Thanks ... it gives me something to think about for my own future shooting.
RustyBug wrote:
Looks like your 2 stop under was pretty good. the most Red I found was 243. Makes me wonder if 2 1/2 stops under might be a strategy for Sunny 16 red's.
The color channels that you see in the final rendered image are somewhat of a red herring. They have already been multiplied/mixed by the necessary white balancing, so they don't represent the headroom available in the "real" data. In particular, a red value of <255 might already be badly clipped --- the RAW reconstruction algorithm is using residual signals from the other color channels to guess how far above clipping the red actually is. Google for "unitary white balance" to learn how to get closer to the "real" histogram that will tell you about color clipping. Canon sensors tend to produce higher internal RAW values for the red channel, so it clips much sooner that you might expect; hence the advantage of heavy under-exposure, followed by pulling the levels back up in post, for imaging red-heavy subjects (in this particular example, I boosted +0.8 stops in post after underexposing by 2 to produce the image shown).
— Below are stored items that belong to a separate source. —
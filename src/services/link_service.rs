use std::sync::Arc;

use chrono::{DateTime, Utc};
use serde::Serialize;
use serde_json::{json, Map};
use tracing::{debug, info, warn};
use uuid::Uuid;

use super::error::{ServiceError, ServiceResult};
use crate::database::models::{timestamp, Case, LinkDenial, LinkStatus, LinkView, ShareableLink};
use crate::database::{DocumentStore, Repository, Scoped};
use crate::filter::FilterData;
use crate::validation::link::NewLink;

const LINK_NOT_FOUND: &str = "Link not found";
const CASE_NOT_FOUND: &str = "Case not found";

/// What a recipient sees after a successful verify.
#[derive(Debug, Serialize)]
pub struct VerifiedLink {
    pub case: Case,
    pub link: SharedLinkInfo,
}

#[derive(Debug, Serialize)]
pub struct SharedLinkInfo {
    pub id: Uuid,
    #[serde(with = "timestamp::option")]
    pub expires_at: Option<DateTime<Utc>>,
    pub recipient_email: Option<String>,
    pub access_count: i64,
}

/// Shareable links: managed by staff inside a company, opened by anyone
/// holding the token.
pub struct LinkService {
    store: Arc<dyn DocumentStore>,
    frontend_url: String,
}

impl LinkService {
    pub fn new(store: Arc<dyn DocumentStore>, frontend_url: impl Into<String>) -> Self {
        Self {
            store,
            frontend_url: frontend_url.into(),
        }
    }

    fn links(&self, tenant_id: Uuid) -> Scoped<ShareableLink> {
        Scoped::new(self.store.clone(), tenant_id)
    }

    fn cases(&self, tenant_id: Uuid) -> Scoped<Case> {
        Scoped::new(self.store.clone(), tenant_id)
    }

    async fn require_case(&self, tenant_id: Uuid, case_id: Uuid) -> ServiceResult<Case> {
        self.cases(tenant_id)
            .select_id(case_id)
            .await?
            .ok_or_else(|| ServiceError::not_found(CASE_NOT_FOUND))
    }

    /// Issues a new link to a case of the caller's company.
    pub async fn create(&self, tenant_id: Uuid, actor: Uuid, input: NewLink, now: DateTime<Utc>) -> ServiceResult<LinkView> {
        self.require_case(tenant_id, input.case_id).await?;

        let link = ShareableLink {
            id: Uuid::new_v4(),
            tenant_id,
            case_id: input.case_id,
            token: ShareableLink::generate_token(),
            recipient_email: input.recipient_email,
            password: input.password,
            expires_at: ShareableLink::expires_at_from_days(now, input.expires_in_days),
            access_count: 0,
            last_accessed_at: None,
            status: LinkStatus::Active,
            created_by: actor,
            created_at: now,
            updated_at: now,
        };
        let link = self.links(tenant_id).insert(&link).await?;
        info!("Created shareable link {} for case {}", link.id, link.case_id);
        Ok(link.view(&self.frontend_url))
    }

    /// Links to one case, newest first.
    pub async fn list_for_case(&self, tenant_id: Uuid, case_id: Uuid) -> ServiceResult<Vec<LinkView>> {
        self.require_case(tenant_id, case_id).await?;
        let filter = FilterData::matching(json!({ "case_id": case_id })).order_by("created_at desc");
        let links = self.links(tenant_id).select_any(filter).await?;
        Ok(links.iter().map(|l| l.view(&self.frontend_url)).collect())
    }

    /// Marks a link revoked. Revoking twice is harmless.
    pub async fn revoke(&self, tenant_id: Uuid, id: Uuid, now: DateTime<Utc>) -> ServiceResult<LinkView> {
        let mut changes = Map::new();
        changes.insert("status".to_string(), json!(LinkStatus::Revoked));
        changes.insert("updated_at".to_string(), json!(timestamp::format(&now)));
        let link = self
            .links(tenant_id)
            .update_id(id, changes)
            .await?
            .ok_or_else(|| ServiceError::not_found(LINK_NOT_FOUND))?;
        info!("Revoked shareable link {}", id);
        Ok(link.view(&self.frontend_url))
    }

    pub async fn delete(&self, tenant_id: Uuid, id: Uuid) -> ServiceResult<()> {
        self.links(tenant_id)
            .delete_id(id)
            .await?
            .ok_or_else(|| ServiceError::not_found(LINK_NOT_FOUND))?;
        Ok(())
    }

    /// Opens a link by token. No session is involved: the token alone names
    /// the company, and the case is read within that company only.
    pub async fn verify(&self, token: &str, password: Option<&str>, now: DateTime<Utc>) -> ServiceResult<VerifiedLink> {
        let links: Repository<ShareableLink> = Repository::new(self.store.clone());
        let link = links
            .select_one(FilterData::matching(json!({ "token": token })))
            .await?
            .ok_or_else(|| ServiceError::not_found(LINK_NOT_FOUND))?;

        match link.authorize(now, password) {
            Ok(()) => {}
            Err(LinkDenial::NoLongerValid { persist_expiry }) => {
                if persist_expiry {
                    self.mark_expired(&link, now).await;
                }
                return Err(ServiceError::forbidden("Link is no longer valid"));
            }
            Err(LinkDenial::PasswordRequired) => {
                debug!("Shareable link {} refused: password required", link.id);
                return Err(ServiceError::PasswordRequired);
            }
        }

        let case = self.require_case(link.tenant_id, link.case_id).await?;

        let mut set = Map::new();
        set.insert("last_accessed_at".to_string(), json!(timestamp::format(&now)));
        let link = self
            .links(link.tenant_id)
            .increment(json!({ "id": link.id }), "access_count", 1, set)
            .await?
            .ok_or_else(|| ServiceError::not_found(LINK_NOT_FOUND))?;

        Ok(VerifiedLink {
            case,
            link: SharedLinkInfo {
                id: link.id,
                expires_at: link.expires_at,
                recipient_email: link.recipient_email,
                access_count: link.access_count,
            },
        })
    }

    /// Best effort: the refusal stands even if the write fails.
    async fn mark_expired(&self, link: &ShareableLink, now: DateTime<Utc>) {
        let mut changes = Map::new();
        changes.insert("status".to_string(), json!(LinkStatus::Expired));
        changes.insert("updated_at".to_string(), json!(timestamp::format(&now)));
        let where_clause = json!({ "id": link.id, "status": "active" });
        if let Err(e) = self.links(link.tenant_id).update_one(where_clause, changes).await {
            warn!("Failed to mark shareable link {} expired: {}", link.id, e);
        }
    }
}

#[cfg(test)]
mod tests {
    use super::*;
    use crate::database::MemoryStore;
    use crate::services::CaseService;
    use crate::validation::case::CaseFields;
    use chrono::Duration;

    struct Fixture {
        svc: LinkService,
        tenant: Uuid,
        actor: Uuid,
        case_id: Uuid,
    }

    async fn fixture() -> Fixture {
        let store = Arc::new(MemoryStore::new());
        let tenant = Uuid::new_v4();
        let actor = Uuid::new_v4();
        let case = CaseService::new(store.clone(), tenant)
            .create(
                CaseFields {
                    plaintiff: "Nino Beridze".into(),
                    defendant: "Giorgi Kapanadze".into(),
                    ..Default::default()
                },
                actor,
                Utc::now(),
            )
            .await
            .unwrap();
        Fixture {
            svc: LinkService::new(store, "http://localhost:3000"),
            tenant,
            actor,
            case_id: case.case.id,
        }
    }

    fn new_link(case_id: Uuid, days: Option<i64>, password: Option<&str>) -> NewLink {
        NewLink {
            case_id,
            expires_in_days: days,
            recipient_email: Some("client@mail.ge".into()),
            password: password.map(String::from),
        }
    }

    #[tokio::test]
    async fn verify_counts_accesses() {
        let f = fixture().await;
        let now = Utc::now();
        let link = f.svc.create(f.tenant, f.actor, new_link(f.case_id, None, None), now).await.unwrap();
        assert!(link.url.ends_with(&link.token));

        let first = f.svc.verify(&link.token, None, now).await.unwrap();
        assert_eq!(first.case.id, f.case_id);
        assert_eq!(first.link.access_count, 1);
        let second = f.svc.verify(&link.token, None, now).await.unwrap();
        assert_eq!(second.link.access_count, 2);
    }

    #[tokio::test]
    async fn password_gate_and_unknown_token() {
        let f = fixture().await;
        let now = Utc::now();
        let link = f.svc.create(f.tenant, f.actor, new_link(f.case_id, None, Some("pw-1")), now).await.unwrap();
        assert!(link.has_password);

        assert!(matches!(f.svc.verify(&link.token, None, now).await, Err(ServiceError::PasswordRequired)));
        assert!(matches!(f.svc.verify(&link.token, Some("PW-1"), now).await, Err(ServiceError::PasswordRequired)));
        assert!(f.svc.verify(&link.token, Some("pw-1"), now).await.is_ok());

        let err = f.svc.verify("deadbeef", None, now).await.unwrap_err();
        assert!(matches!(err, ServiceError::NotFound(m) if m == LINK_NOT_FOUND));
    }

    #[tokio::test]
    async fn expired_links_are_persisted_as_expired() {
        let f = fixture().await;
        let now = Utc::now();
        let link = f.svc.create(f.tenant, f.actor, new_link(f.case_id, Some(1), None), now).await.unwrap();

        let later = now + Duration::days(2);
        let err = f.svc.verify(&link.token, None, later).await.unwrap_err();
        assert!(matches!(err, ServiceError::Forbidden(m) if m == "Link is no longer valid"));

        let listed = f.svc.list_for_case(f.tenant, f.case_id).await.unwrap();
        assert_eq!(listed[0].status, LinkStatus::Expired);
    }

    #[tokio::test]
    async fn revoke_is_idempotent_and_tenant_bound() {
        let f = fixture().await;
        let now = Utc::now();
        let link = f.svc.create(f.tenant, f.actor, new_link(f.case_id, None, None), now).await.unwrap();

        assert!(matches!(f.svc.revoke(Uuid::new_v4(), link.id, now).await, Err(ServiceError::NotFound(_))));
        assert_eq!(f.svc.revoke(f.tenant, link.id, now).await.unwrap().status, LinkStatus::Revoked);
        assert_eq!(f.svc.revoke(f.tenant, link.id, now).await.unwrap().status, LinkStatus::Revoked);
        assert!(matches!(f.svc.verify(&link.token, None, now).await, Err(ServiceError::Forbidden(_))));

        f.svc.delete(f.tenant, link.id).await.unwrap();
        assert!(matches!(f.svc.delete(f.tenant, link.id).await, Err(ServiceError::NotFound(_))));
    }

    #[tokio::test]
    async fn links_only_to_own_cases() {
        let f = fixture().await;
        let stranger = Uuid::new_v4();
        let err = f
            .svc
            .create(stranger, f.actor, new_link(f.case_id, None, None), Utc::now())
            .await
            .unwrap_err();
        assert!(matches!(err, ServiceError::NotFound(m) if m == CASE_NOT_FOUND));
        assert!(matches!(f.svc.list_for_case(stranger, f.case_id).await, Err(ServiceError::NotFound(_))));
    }
}
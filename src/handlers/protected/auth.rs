// handlers/protected/auth.rs - GET /api/auth/me

use axum::Extension;
use serde_json::{json, Value};

use crate::middleware::{ApiResponse, ApiResult, AuthUser};

/// GET /api/auth/me - the signed-in user and their company
pub async fn me(Extension(auth): Extension<AuthUser>) -> ApiResult<Value> {
    Ok(ApiResponse::success(json!({
        "user": auth.user.public(),
        "company": auth.company.summary(),
    })))
}
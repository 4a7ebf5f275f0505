use std::collections::HashMap;
use std::sync::Arc;

use chrono::{DateTime, Utc};
use serde_json::json;
use tracing::{debug, info};
use uuid::Uuid;

use super::error::{ServiceError, ServiceResult};
use crate::database::models::{timestamp, Case, CaseView, Customer, CustomerSummary, ShareableLink};
use crate::database::{changes_of, DocumentStore, Scoped};
use crate::filter::FilterData;
use crate::search::case_search;
use crate::sort::sort_rows;
use crate::validation::case::CaseFields;
use crate::validation::query::CaseQuery;
use crate::validation::FieldErrors;

const CASE_NOT_FOUND: &str = "Case not found";

/// One page of populated cases plus the total match count.
#[derive(Debug)]
pub struct CasePage {
    pub data: Vec<CaseView>,
    pub total: u64,
}

/// Case records of one company.
pub struct CaseService {
    cases: Scoped<Case>,
    customers: Scoped<Customer>,
    links: Scoped<ShareableLink>,
}

impl CaseService {
    pub fn new(store: Arc<dyn DocumentStore>, tenant_id: Uuid) -> Self {
        Self {
            cases: Scoped::new(store.clone(), tenant_id),
            customers: Scoped::new(store.clone(), tenant_id),
            links: Scoped::new(store, tenant_id),
        }
    }

    /// Searches, sorts and pages the company's cases.
    ///
    /// Sorting happens in memory so amounts and dates compare by value rather
    /// than as stored text.
    pub async fn list(&self, query: &CaseQuery) -> ServiceResult<CasePage> {
        let matching = self.matching(&query.search, query.field.as_deref()).await?;
        let total = matching.len() as u64;

        let page: Vec<Case> = sort_rows(matching, &query.sort, query.order)
            .into_iter()
            .skip(query.page.offset())
            .take(query.page.limit as usize)
            .collect();
        debug!("Case list: {} of {} on page {}", page.len(), total, query.page.page);

        Ok(CasePage {
            data: self.populate(page).await?,
            total,
        })
    }

    /// Every case matching the search, oldest first.
    pub async fn matching(&self, search: &str, field: Option<&str>) -> ServiceResult<Vec<Case>> {
        let filter = FilterData::matching(case_search(search, field)).order_by("created_at asc");
        Ok(self.cases.select_any(filter).await?)
    }

    pub async fn get(&self, id: Uuid) -> ServiceResult<CaseView> {
        let case = self.find(id).await?;
        let mut views = self.populate(vec![case]).await?;
        views.pop().ok_or_else(|| ServiceError::not_found(CASE_NOT_FOUND))
    }

    pub async fn find(&self, id: Uuid) -> ServiceResult<Case> {
        self.cases
            .select_id(id)
            .await?
            .ok_or_else(|| ServiceError::not_found(CASE_NOT_FOUND))
    }

    pub async fn create(&self, fields: CaseFields, actor: Uuid, now: DateTime<Utc>) -> ServiceResult<CaseView> {
        self.check_customer_refs(&fields).await?;

        let case = Case {
            id: Uuid::new_v4(),
            tenant_id: self.cases.tenant_id(),
            plaintiff: fields.plaintiff,
            plaintiff_id: fields.plaintiff_id.flatten(),
            defendant: fields.defendant,
            defendant_id: fields.defendant_id.flatten(),
            plaintiff_customer_id: fields.plaintiff_customer_id.flatten(),
            defendant_customer_id: fields.defendant_customer_id.flatten(),
            client_customer_id: fields.client_customer_id.flatten(),
            client_role: fields.client_role.flatten(),
            court: fields.court.flatten(),
            judge: fields.judge.flatten(),
            case_number: fields.case_number.flatten(),
            amount: fields.amount.flatten(),
            initiation_date: fields.initiation_date.flatten(),
            hearing_date: fields.hearing_date.flatten(),
            hearing_dates: fields.hearing_dates.unwrap_or_default(),
            notes: fields.notes.flatten(),
            created_by: Some(actor),
            modified_by: Some(actor),
            created_at: now,
            updated_at: now,
        };
        let case = self.cases.insert(&case).await?;
        info!("Created case {}", case.id);
        self.get(case.id).await
    }

    /// Merges `fields` into the stored case.
    pub async fn update(&self, id: Uuid, fields: CaseFields, actor: Uuid, now: DateTime<Utc>) -> ServiceResult<CaseView> {
        self.check_customer_refs(&fields).await?;

        let mut changes = changes_of(&fields)?;
        changes.insert("modified_by".to_string(), json!(actor));
        changes.insert("updated_at".to_string(), json!(timestamp::format(&now)));
        let case = self
            .cases
            .update_id(id, changes)
            .await?
            .ok_or_else(|| ServiceError::not_found(CASE_NOT_FOUND))?;

        let mut views = self.populate(vec![case]).await?;
        views.pop().ok_or_else(|| ServiceError::not_found(CASE_NOT_FOUND))
    }

    /// Deletes the case and every link that shares it.
    pub async fn delete(&self, id: Uuid) -> ServiceResult<()> {
        self.cases
            .delete_id(id)
            .await?
            .ok_or_else(|| ServiceError::not_found(CASE_NOT_FOUND))?;
        let links = self.links.delete_any(json!({ "case_id": id })).await?;
        info!("Deleted case {} and {} shareable link(s)", id, links);
        Ok(())
    }

    /// Fills in the referenced customers with one lookup for the whole batch.
    /// References to customers that no longer exist come back as `None`.
    pub async fn populate(&self, cases: Vec<Case>) -> ServiceResult<Vec<CaseView>> {
        let mut ids: Vec<Uuid> = cases.iter().flat_map(Case::customer_ids).collect();
        ids.sort_unstable();
        ids.dedup();

        let customers: HashMap<Uuid, CustomerSummary> = self
            .customers
            .select_ids(ids)
            .await?
            .iter()
            .map(|c| (c.id, CustomerSummary::from(c)))
            .collect();
        let lookup = |id: Option<Uuid>| id.and_then(|id| customers.get(&id).cloned());

        Ok(cases
            .into_iter()
            .map(|case| CaseView {
                plaintiff_customer: lookup(case.plaintiff_customer_id),
                defendant_customer: lookup(case.defendant_customer_id),
                client_customer: lookup(case.client_customer_id),
                case,
            })
            .collect())
    }

    /// Every customer a case points at must belong to the same company.
    async fn check_customer_refs(&self, fields: &CaseFields) -> ServiceResult<()> {
        let refs = fields.customer_refs();
        if refs.is_empty() {
            return Ok(());
        }

        let found = self
            .customers
            .select_ids(refs.iter().map(|(_, id)| *id).collect())
            .await?;
        let mut errors = FieldErrors::new();
        for (field, id) in refs {
            if !found.iter().any(|c| c.id == id) {
                errors.insert(field.to_string(), "Customer not found".to_string());
            }
        }

        if errors.is_empty() {
            Ok(())
        } else {
            Err(ServiceError::Validation(errors))
        }
    }
}
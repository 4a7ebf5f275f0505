// handlers/protected/customers.rs - /api/customers

use axum::{
    extract::{Path, Query, State},
    Extension,
};
use chrono::Utc;
use serde_json::{json, Value};

use crate::database::models::{Customer, CustomerSummary};
use crate::error::ApiError;
use crate::handlers::parse_id;
use crate::middleware::{ApiResponse, ApiResult, AuthUser, PagedResponse};
use crate::state::AppState;
use crate::validation::customer::{CreateCustomer, UpdateCustomer};
use crate::validation::query::{AutocompleteQuery, CustomerListQuery, PageRequest};
use crate::validation::ValidJson;

/// GET /api/customers?search=&page=&limit=
pub async fn list(
    State(state): State<AppState>,
    Extension(auth): Extension<AuthUser>,
    Query(query): Query<CustomerListQuery>,
) -> Result<PagedResponse<Customer>, ApiError> {
    let page = PageRequest::lenient(query.page.as_deref(), query.limit.as_deref(), &state.config.pagination);
    let search = query.search.unwrap_or_default();
    let result = state.customers(auth.tenant_id()).list(&search, page).await?;
    Ok(PagedResponse::new(result.data, page, result.total))
}

/// GET /api/customers/search?q= - autocomplete by name, email or phone
pub async fn autocomplete(
    State(state): State<AppState>,
    Extension(auth): Extension<AuthUser>,
    Query(query): Query<AutocompleteQuery>,
) -> ApiResult<Vec<CustomerSummary>> {
    let search = &state.config.search;
    let hits = state
        .customers(auth.tenant_id())
        .autocomplete(query.q.as_deref().unwrap_or_default(), search.autocomplete_min_chars, search.autocomplete_limit)
        .await?;
    Ok(ApiResponse::success(hits))
}

/// GET /api/customers/:id
pub async fn get(
    State(state): State<AppState>,
    Extension(auth): Extension<AuthUser>,
    Path(id): Path<String>,
) -> ApiResult<Customer> {
    let id = parse_id(&id)?;
    Ok(ApiResponse::success(state.customers(auth.tenant_id()).get(id).await?))
}

/// POST /api/customers
pub async fn create(
    State(state): State<AppState>,
    Extension(auth): Extension<AuthUser>,
    ValidJson(fields): ValidJson<CreateCustomer>,
) -> ApiResult<Customer> {
    auth.require_writer()?;
    let customer = state
        .customers(auth.tenant_id())
        .create(fields, auth.user_id(), Utc::now())
        .await?;
    Ok(ApiResponse::created(customer))
}

/// PUT /api/customers/:id
pub async fn update(
    State(state): State<AppState>,
    Extension(auth): Extension<AuthUser>,
    Path(id): Path<String>,
    ValidJson(fields): ValidJson<UpdateCustomer>,
) -> ApiResult<Customer> {
    auth.require_writer()?;
    let id = parse_id(&id)?;
    let customer = state
        .customers(auth.tenant_id())
        .update(id, fields, auth.user_id(), Utc::now())
        .await?;
    Ok(ApiResponse::success(customer))
}

/// DELETE /api/customers/:id - refused while any case references the customer
pub async fn delete(
    State(state): State<AppState>,
    Extension(auth): Extension<AuthUser>,
    Path(id): Path<String>,
) -> ApiResult<Value> {
    auth.require_writer()?;
    let id = parse_id(&id)?;
    state.customers(auth.tenant_id()).delete(id).await?;
    Ok(ApiResponse::success(json!({ "message": "Customer deleted successfully" })))
}
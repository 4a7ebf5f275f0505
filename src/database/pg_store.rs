use async_trait::async_trait;
use serde_json::{Map, Value};
use sqlx::PgPool;
use uuid::Uuid;

use crate::database::manager::DatabaseError;
use crate::database::query_builder::QueryBuilder;
use crate::database::store::{document_id, Collection, DocumentStore};
use crate::filter::FilterData;

/// PostgreSQL-backed store: one `(id, seq, doc JSONB)` table per collection.
#[derive(Clone)]
pub struct PgStore {
    pool: PgPool,
}

impl PgStore {
    pub fn new(pool: PgPool) -> Self {
        Self { pool }
    }
}

#[async_trait]
impl DocumentStore for PgStore {
    async fn find(&self, collection: Collection, filter: FilterData) -> Result<Vec<Value>, DatabaseError> {
        QueryBuilder::new(collection)?
            .filter(filter)?
            .select_all(&self.pool)
            .await
    }

    async fn count(&self, collection: Collection, where_clause: Value) -> Result<i64, DatabaseError> {
        QueryBuilder::new(collection)?
            .where_clause(where_clause)?
            .count(&self.pool)
            .await
    }

    async fn insert(&self, collection: Collection, doc: Value) -> Result<Value, DatabaseError> {
        let id = Uuid::parse_str(document_id(&doc)?)
            .map_err(|e| DatabaseError::QueryError(format!("document id is not a UUID: {}", e)))?;
        QueryBuilder::new(collection)?.insert(&self.pool, id, doc).await
    }

    async fn update_one(
        &self,
        collection: Collection,
        where_clause: Value,
        changes: Map<String, Value>,
    ) -> Result<Option<Value>, DatabaseError> {
        QueryBuilder::new(collection)?
            .where_clause(where_clause)?
            .update_one(&self.pool, changes)
            .await
    }

    async fn delete_one(&self, collection: Collection, where_clause: Value) -> Result<Option<Value>, DatabaseError> {
        QueryBuilder::new(collection)?
            .where_clause(where_clause)?
            .delete_one(&self.pool)
            .await
    }

    async fn delete_many(&self, collection: Collection, where_clause: Value) -> Result<u64, DatabaseError> {
        QueryBuilder::new(collection)?
            .where_clause(where_clause)?
            .delete_many(&self.pool)
            .await
    }

    async fn increment(
        &self,
        collection: Collection,
        where_clause: Value,
        field: &str,
        by: i64,
        set: Map<String, Value>,
    ) -> Result<Option<Value>, DatabaseError> {
        QueryBuilder::new(collection)?
            .where_clause(where_clause)?
            .increment(&self.pool, field, by, set)
            .await
    }

    async fn ping(&self) -> Result<(), DatabaseError> {
        sqlx::query("SELECT 1").execute(&self.pool).await?;
        Ok(())
    }
}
I envy with your precious gears and respect your efforts of keep post on alt flower and always wish to give you nice commends.But seem that I didn't do it much .Your flowers always have nice compositions and bokeh but the main description like details of petals, pistils rarely shine, it mustbe not because of the gears .I really do hope you make it better. Sincerely.
if you do not have anything nice to say then don't say it.
I think your photos are simple snapshots without regard for composition, light or angle Contas.
Pls, I don't need any advice.If you feel something not good on my pics , comment right on them .I never do a personal attack, just I know his try and hope he would be better.No advice pls.